I am a happy EV owner, over 3 years and on my second Ford Mustang Mach-E. I share your enthusiasm and hopes for the future. My total maintenance costs for the first one were US$55 over 3 years, and that was for an overpriced dealer tire rotation. However, I felt that there are a few incorrect statements in this post that should be looked at again, as I have some direct experience.

First, it is incorrect that battery life will be harmed (to a recognizable extent) by charging more frequently (at home) such as nightly. Some battery technologies should only be charged to 80-90%, but newer ones like LiFePO4 - used on some models of Tesla, Ford, probably others - can go to 100%. There is enough data now to say that previous assumptions are myths, including one study that showed 800,000 mile life for the battery packs. Studies also show from many years of Tesla data that cars have primarily been fast-charged retain most of the expected range.

Second, noise. While it might be true that EVs are slightly quieter backing out of a parking space (hybrids as well), they are noisier on the road. Several reasons: tires designed for EVs are noisier as they have to have stiffer sidewalls to support greater weights; manufacturers may reduce the amount of sound insulation to reduce that weight. My Mustang is noisier than my previous car (Audi A4). Newer battery technology will also reduce the weight of EVs "real soon now".

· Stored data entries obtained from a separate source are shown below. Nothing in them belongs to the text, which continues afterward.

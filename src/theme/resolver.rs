use std::{
    cell::RefCell,
    collections::{BTreeMap, BTreeSet, HashMap},
};

use toml::{Table, Value};
use tracing::{debug, instrument};

use super::{
    ThemeStore, merge,
    namespace::{is_aliased_namespace, namespace_for_segment, theme_key_for_namespace},
    path_ops::{navigate, split_path},
};
use crate::config::{ConfigError, ConfigLayer, ConfigValue, EXTEND_KEY, LayerStack};

/// A fully materialized theme: nested values only, no deferred functions.
#[derive(Debug, Clone, Default, PartialEq)]
pub struct ResolvedTheme {
    theme: Table,
}

impl ResolvedTheme {
    /// The theme as a table keyed by top-level theme key.
    pub fn as_table(&self) -> &Table {
        &self.theme
    }

    /// Looks up a dot-separated path such as `colors.red.500`.
    pub fn get(&self, path: &str) -> Option<&Value> {
        let segments = split_path(path).ok()?;
        let (first, rest) = segments.split_first()?;
        navigate(self.theme.get(first)?, rest)
    }

    /// Top-level theme keys in sorted order.
    pub fn keys(&self) -> impl Iterator<Item = &str> {
        self.theme.keys().map(String::as_str)
    }

    /// Consumes the theme into a TOML value.
    pub fn into_value(self) -> Value {
        Value::Table(self.theme)
    }
}

/// Resolves the theme store and config layers into one theme.
///
/// For every theme key, layers are walked in order: `theme.<key>` replaces the
/// running value and `theme.extend.<key>` deep-merges into it, replace before
/// extend within a layer. Deferred values are evaluated on demand through a
/// [`ThemeAccessor`], memoized per call. Store tokens are bridged into the
/// theme under their aliased key, with layer entries winning on collisions.
///
/// # Errors
/// * `ConfigError::MalformedLayer` - If a layer or its theme section is not a mapping
/// * `ConfigError::CircularReference` - If deferred values reference each other in a cycle
/// * Any error returned by a deferred function
#[instrument(skip_all, fields(tokens = store.len(), layers = layers.len()))]
pub fn resolve_theme(store: &ThemeStore, layers: &LayerStack) -> Result<ResolvedTheme, ConfigError> {
    let resolution = Resolution::new(store, layers.layers())?;

    let mut keys: BTreeSet<String> = resolution.config_keys.clone();
    keys.extend(
        store
            .namespaces()
            .into_iter()
            .map(|ns| theme_key_for_namespace(ns).to_string()),
    );

    let accessor = ThemeAccessor {
        resolution: &resolution,
    };

    let mut theme = Table::new();
    for key in keys {
        if let Some(value) = accessor.lookup(&key)? {
            theme.insert(key, value);
        }
    }

    debug!(keys = theme.len(), "Resolved theme");
    Ok(ResolvedTheme { theme })
}

enum Slot {
    InProgress,
    Done(Option<Value>),
}

struct Resolution<'a> {
    store: &'a ThemeStore,
    layers: Vec<&'a BTreeMap<String, ConfigValue>>,
    config_keys: BTreeSet<String>,
    memo: RefCell<HashMap<String, Slot>>,
    chain: RefCell<Vec<String>>,
}

impl<'a> Resolution<'a> {
    fn new(store: &'a ThemeStore, layers: &'a [ConfigLayer]) -> Result<Self, ConfigError> {
        let mut sections = Vec::with_capacity(layers.len());
        let mut config_keys = BTreeSet::new();

        for (index, layer) in layers.iter().enumerate() {
            let Some(section) = layer.theme_section(index)? else {
                continue;
            };

            config_keys.extend(section.keys().filter(|k| *k != EXTEND_KEY).cloned());
            if let Some(extend) = section.get(EXTEND_KEY).and_then(ConfigValue::as_table) {
                config_keys.extend(extend.keys().cloned());
            }
            sections.push(section);
        }

        Ok(Self {
            store,
            layers: sections,
            config_keys,
            memo: RefCell::new(HashMap::new()),
            chain: RefCell::new(Vec::new()),
        })
    }

    fn is_in_progress(&self, key: &str) -> bool {
        matches!(self.memo.borrow().get(key), Some(Slot::InProgress))
    }
}

/// Read access to the theme while it is being resolved.
///
/// Handed to every deferred value. Lookups resolve the requested key on
/// demand, whichever layer defines it, and are memoized for the rest of the
/// resolution pass.
pub struct ThemeAccessor<'a> {
    resolution: &'a Resolution<'a>,
}

impl ThemeAccessor<'_> {
    /// Resolves a theme path such as `colors`, `colors.red` or `color.red`.
    ///
    /// The first segment may be a theme key (`colors`) or a raw CSS namespace
    /// (`color`); both see the store tokens of that namespace. Returns
    /// `Ok(None)` when nothing is defined at the path.
    ///
    /// # Errors
    /// * `ConfigError::InvalidPath` - If the path is malformed
    /// * `ConfigError::CircularReference` - If the key is already being resolved
    pub fn get(&self, path: &str) -> Result<Option<Value>, ConfigError> {
        let segments = split_path(path)?;
        let Some((first, rest)) = segments.split_first() else {
            return Ok(None);
        };

        let Some(value) = self.lookup(first)? else {
            return Ok(None);
        };

        Ok(navigate(&value, rest).cloned())
    }

    /// Like [`ThemeAccessor::get`], but yields an empty table when the path is
    /// missing or not a table. Convenient for spreading one key into another.
    ///
    /// # Errors
    /// Same as [`ThemeAccessor::get`].
    pub fn table(&self, path: &str) -> Result<Table, ConfigError> {
        Ok(match self.get(path)? {
            Some(Value::Table(table)) => table,
            _ => Table::new(),
        })
    }

    fn lookup(&self, segment: &str) -> Result<Option<Value>, ConfigError> {
        let resolution = self.resolution;
        let namespace = namespace_for_segment(segment);
        let store_part = resolution.store.namespace(namespace).map(Value::Table);

        let config_key = if resolution.config_keys.contains(segment) {
            Some(segment)
        } else if is_aliased_namespace(segment) {
            let key = theme_key_for_namespace(segment);
            // A raw namespace read from inside its own key only sees the store.
            (resolution.config_keys.contains(key) && !resolution.is_in_progress(key))
                .then_some(key)
        } else {
            None
        };

        let config_part = match config_key {
            Some(key) => self.resolve_key(key)?,
            None => None,
        };

        Ok(match (store_part, config_part) {
            (Some(store), Some(config)) => Some(merge::deep_merge(store, config)),
            (store, config) => config.or(store),
        })
    }

    fn resolve_key(&self, key: &str) -> Result<Option<Value>, ConfigError> {
        let resolution = self.resolution;

        match resolution.memo.borrow().get(key) {
            Some(Slot::Done(value)) => return Ok(value.clone()),
            Some(Slot::InProgress) => {
                let mut chain = resolution.chain.borrow().clone();
                chain.push(key.to_string());
                return Err(ConfigError::CircularReference { chain });
            }
            None => {}
        }

        resolution
            .memo
            .borrow_mut()
            .insert(key.to_string(), Slot::InProgress);
        resolution.chain.borrow_mut().push(key.to_string());

        let result = self.merge_layers(key);

        resolution.chain.borrow_mut().pop();
        match &result {
            Ok(value) => {
                resolution
                    .memo
                    .borrow_mut()
                    .insert(key.to_string(), Slot::Done(value.clone()));
            }
            Err(_) => {
                resolution.memo.borrow_mut().remove(key);
            }
        }

        result
    }

    fn merge_layers(&self, key: &str) -> Result<Option<Value>, ConfigError> {
        let mut running: Option<Value> = None;

        for section in &self.resolution.layers {
            if let Some(value) = section.get(key) {
                running = Some(self.materialize(value)?);
            }

            let extension = section
                .get(EXTEND_KEY)
                .and_then(|extend| extend.get(key));
            if let Some(value) = extension {
                let value = self.materialize(value)?;
                running = Some(merge::extend(running, value));
            }
        }

        Ok(running)
    }

    fn materialize(&self, value: &ConfigValue) -> Result<Value, ConfigError> {
        match value {
            ConfigValue::Literal(value) => Ok(value.clone()),
            ConfigValue::Table(table) => {
                let mut materialized = Table::new();
                for (child_key, child) in table {
                    materialized.insert(child_key.clone(), self.materialize(child)?);
                }
                Ok(Value::Table(materialized))
            }
            ConfigValue::Deferred(deferred) => deferred.call(self),
        }
    }
}
use std::{path::PathBuf, sync::Arc};

use tracing::{info, instrument, warn};

use crate::{
    candidates::{CandidateSet, CandidateSnapshot, Extractor, extract_candidates},
    core::{BuildMode, WindsmithError},
    generator::Generator,
    theme::ResolvedTheme,
};

use super::{
    BuildArtifact, Diagnostic,
    inputs::{ResolvedOptions, SessionInputs, render},
};

/// Result of a one-shot build.
#[derive(Debug, Clone)]
pub struct BuildReport {
    /// The generated stylesheet
    pub artifact: BuildArtifact,
    /// Non-fatal problems, such as unreadable source files
    pub diagnostics: Vec<Diagnostic>,
    /// Number of source files scanned
    pub files: usize,
}

/// Loads the inputs, scans every source and merges their candidates.
pub(crate) async fn collect(
    options: &ResolvedOptions,
    extractor: Arc<dyn Extractor>,
) -> Result<(SessionInputs, CandidateSet, Vec<Diagnostic>, usize), WindsmithError> {
    let loaded = {
        let options = options.clone();
        tokio::task::spawn_blocking(move || {
            let inputs = SessionInputs::load(&options)?;
            let files = inputs.matcher.scan();
            Ok::<_, WindsmithError>((inputs, files))
        })
        .await
        .map_err(|err| WindsmithError::Generation {
            details: format!("background task failed: {err}"),
        })??
    };
    let (inputs, files) = loaded;

    let extraction = extract_candidates(&files, extractor).await;
    let diagnostics = extraction
        .failures
        .iter()
        .map(|err| {
            if err.is_fatal_for(BuildMode::Build) {
                Diagnostic::error(err)
            } else {
                Diagnostic::warning(err)
            }
        })
        .collect();

    let mut candidates = CandidateSet::new();
    candidates.merge(extraction.candidates);

    Ok((inputs, candidates, diagnostics, files.len()))
}

/// Runs a single build and writes the result.
///
/// # Errors
/// Returns an error if the inputs cannot be loaded, the theme cannot be
/// resolved, generation fails, or the output cannot be written. Unreadable
/// source files only produce diagnostics.
#[instrument(skip_all, fields(input = %options.input.display()))]
pub(crate) async fn run(
    options: &ResolvedOptions,
    generator: Arc<dyn Generator>,
    extractor: Arc<dyn Extractor>,
) -> Result<BuildReport, WindsmithError> {
    let (inputs, candidates, diagnostics, files) = collect(options, extractor).await?;
    for diagnostic in &diagnostics {
        warn!("{diagnostic}");
    }

    let theme = if inputs.stylesheet.is_root() {
        inputs.resolve_theme()?
    } else {
        ResolvedTheme::default()
    };
    let artifact = render(
        &inputs.stylesheet,
        &theme,
        &candidates.snapshot(),
        generator.as_ref(),
        0,
    )?;

    match &options.output {
        Some(path) => {
            if let Some(parent) = path.parent() {
                tokio::fs::create_dir_all(parent).await?;
            }
            tokio::fs::write(path, artifact.css()).await?;
        }
        None => println!("{}", artifact.css()),
    }

    info!(
        files,
        candidates = candidates.len(),
        bytes = artifact.css().len(),
        "Build finished"
    );

    Ok(BuildReport {
        artifact,
        diagnostics,
        files,
    })
}

/// Scans the project and returns every candidate found, without generating.
pub(crate) async fn candidates(
    options: &ResolvedOptions,
    extractor: Arc<dyn Extractor>,
) -> Result<(CandidateSnapshot, Vec<PathBuf>), WindsmithError> {
    let loaded = {
        let options = options.clone();
        tokio::task::spawn_blocking(move || {
            SessionInputs::load(&options).map(|inputs| inputs.matcher.scan())
        })
        .await
        .map_err(|err| WindsmithError::Generation {
            details: format!("background task failed: {err}"),
        })??
    };

    let extraction = extract_candidates(&loaded, Arc::clone(&extractor)).await;
    let mut set = CandidateSet::new();
    set.merge(extraction.candidates);
    Ok((set.snapshot(), loaded))
}
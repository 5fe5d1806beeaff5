//! Formatting utilities for CLI output.

use serde::Serialize;

use crate::session::{Diagnostic, Severity};

/// ANSI color codes for terminal output
pub struct Colors;

impl Colors {
    /// Reset all formatting
    pub const RESET: &'static str = "\x1b[0m";
    /// Bold text
    pub const BOLD: &'static str = "\x1b[1m";
    /// Dim text
    pub const DIM: &'static str = "\x1b[2m";
    /// Red color
    pub const RED: &'static str = "\x1b[31m";
    /// Yellow color
    pub const YELLOW: &'static str = "\x1b[33m";
}

/// Formats error messages with red styling
pub fn format_error(text: &str) -> String {
    format!("{}{}{}{}", Colors::BOLD, Colors::RED, text, Colors::RESET)
}

/// Formats warnings with yellow styling
pub fn format_warning(text: &str) -> String {
    format!("{}{}{}{}", Colors::BOLD, Colors::YELLOW, text, Colors::RESET)
}

/// Formats secondary details with muted styling
pub fn format_detail(text: &str) -> String {
    format!("{}{}{}", Colors::DIM, text, Colors::RESET)
}

/// Formats a diagnostic as `label: message`, followed by its path when known.
pub fn format_diagnostic(diagnostic: &Diagnostic) -> String {
    let label = match diagnostic.severity {
        Severity::Warning => format_warning("warning"),
        Severity::Error => format_error("error"),
    };

    match &diagnostic.path {
        Some(path) => format!(
            "{label}: {}\n  {}",
            diagnostic.message,
            format_detail(&path.display().to_string())
        ),
        None => format!("{label}: {}", diagnostic.message),
    }
}

/// Candidates found in a project, as printed by `candidates --json`.
#[derive(Debug, Serialize)]
pub struct CandidateReport<'a> {
    /// Number of source files scanned
    pub files: usize,
    /// Candidates in sorted order
    pub candidates: Vec<&'a str>,
}

/// Formats candidates one per line, or as a JSON [`CandidateReport`].
///
/// # Errors
/// Returns an error if JSON serialization fails.
pub fn format_candidates(report: &CandidateReport<'_>, json: bool) -> Result<String, serde_json::Error> {
    if json {
        return serde_json::to_string_pretty(report);
    }
    Ok(report.candidates.join("\n"))
}
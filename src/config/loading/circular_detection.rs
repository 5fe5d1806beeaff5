use std::path::{Path, PathBuf};

use crate::config::ConfigError;

/// Tracks the preset chain for circular detection
pub(super) struct CircularDetector {
    import_chain: Vec<PathBuf>,
}

impl CircularDetector {
    pub fn new() -> Self {
        Self {
            import_chain: Vec::new(),
        }
    }

    /// Returns an error if visiting `path` would close a cycle
    pub fn detect_circular_import(&self, path: &Path) -> Result<(), ConfigError> {
        if self.import_chain.iter().any(|p| p == path) {
            let mut chain: Vec<String> = self.import_chain.iter().map(|p| display_name(p)).collect();
            chain.push(display_name(path));

            return Err(ConfigError::CircularImport { chain });
        }
        Ok(())
    }

    pub fn push_to_chain(&mut self, path: &Path) {
        self.import_chain.push(path.to_path_buf());
    }

    pub fn pop_from_chain(&mut self) {
        self.import_chain.pop();
    }
}

fn display_name(path: &Path) -> String {
    path.file_name()
        .unwrap_or(path.as_os_str())
        .to_string_lossy()
        .to_string()
}
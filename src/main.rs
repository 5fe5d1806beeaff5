//! Windsmith command-line entry point.

use std::{error::Error, process};

use clap::Parser;
use tracing::{Level, debug, span};
use windsmith::{
    cli::{self, Cli, formatting::format_error},
    tracing_config,
};

#[tokio::main]
async fn main() -> Result<(), Box<dyn Error>> {
    let args = Cli::parse();

    match &args.log_dir {
        Some(dir) => tracing_config::init_with_file(dir)?,
        None => tracing_config::init()?,
    }

    let _span = span!(Level::INFO, "windsmith").entered();
    debug!(command = ?args.command, "Starting");

    if let Err(err) = cli::run(args.command).await {
        eprintln!("{}: {err}", format_error("error"));
        process::exit(1);
    }

    Ok(())
}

Third, range estimates must be taken with a huge bucket of salt. While all cars have lower range in winter, the reduction is much more significant for EVs. While I never believed my Audi's claim of 485 miles on a full tank, my two Mustangs promised range of over 270 miles (which is plenty for me, btw) reduce by almost 40% in winter. I do have the luxury of plugging in whenever I want, and I don't come close to the 38-40 miles average for Americans.

Cheers!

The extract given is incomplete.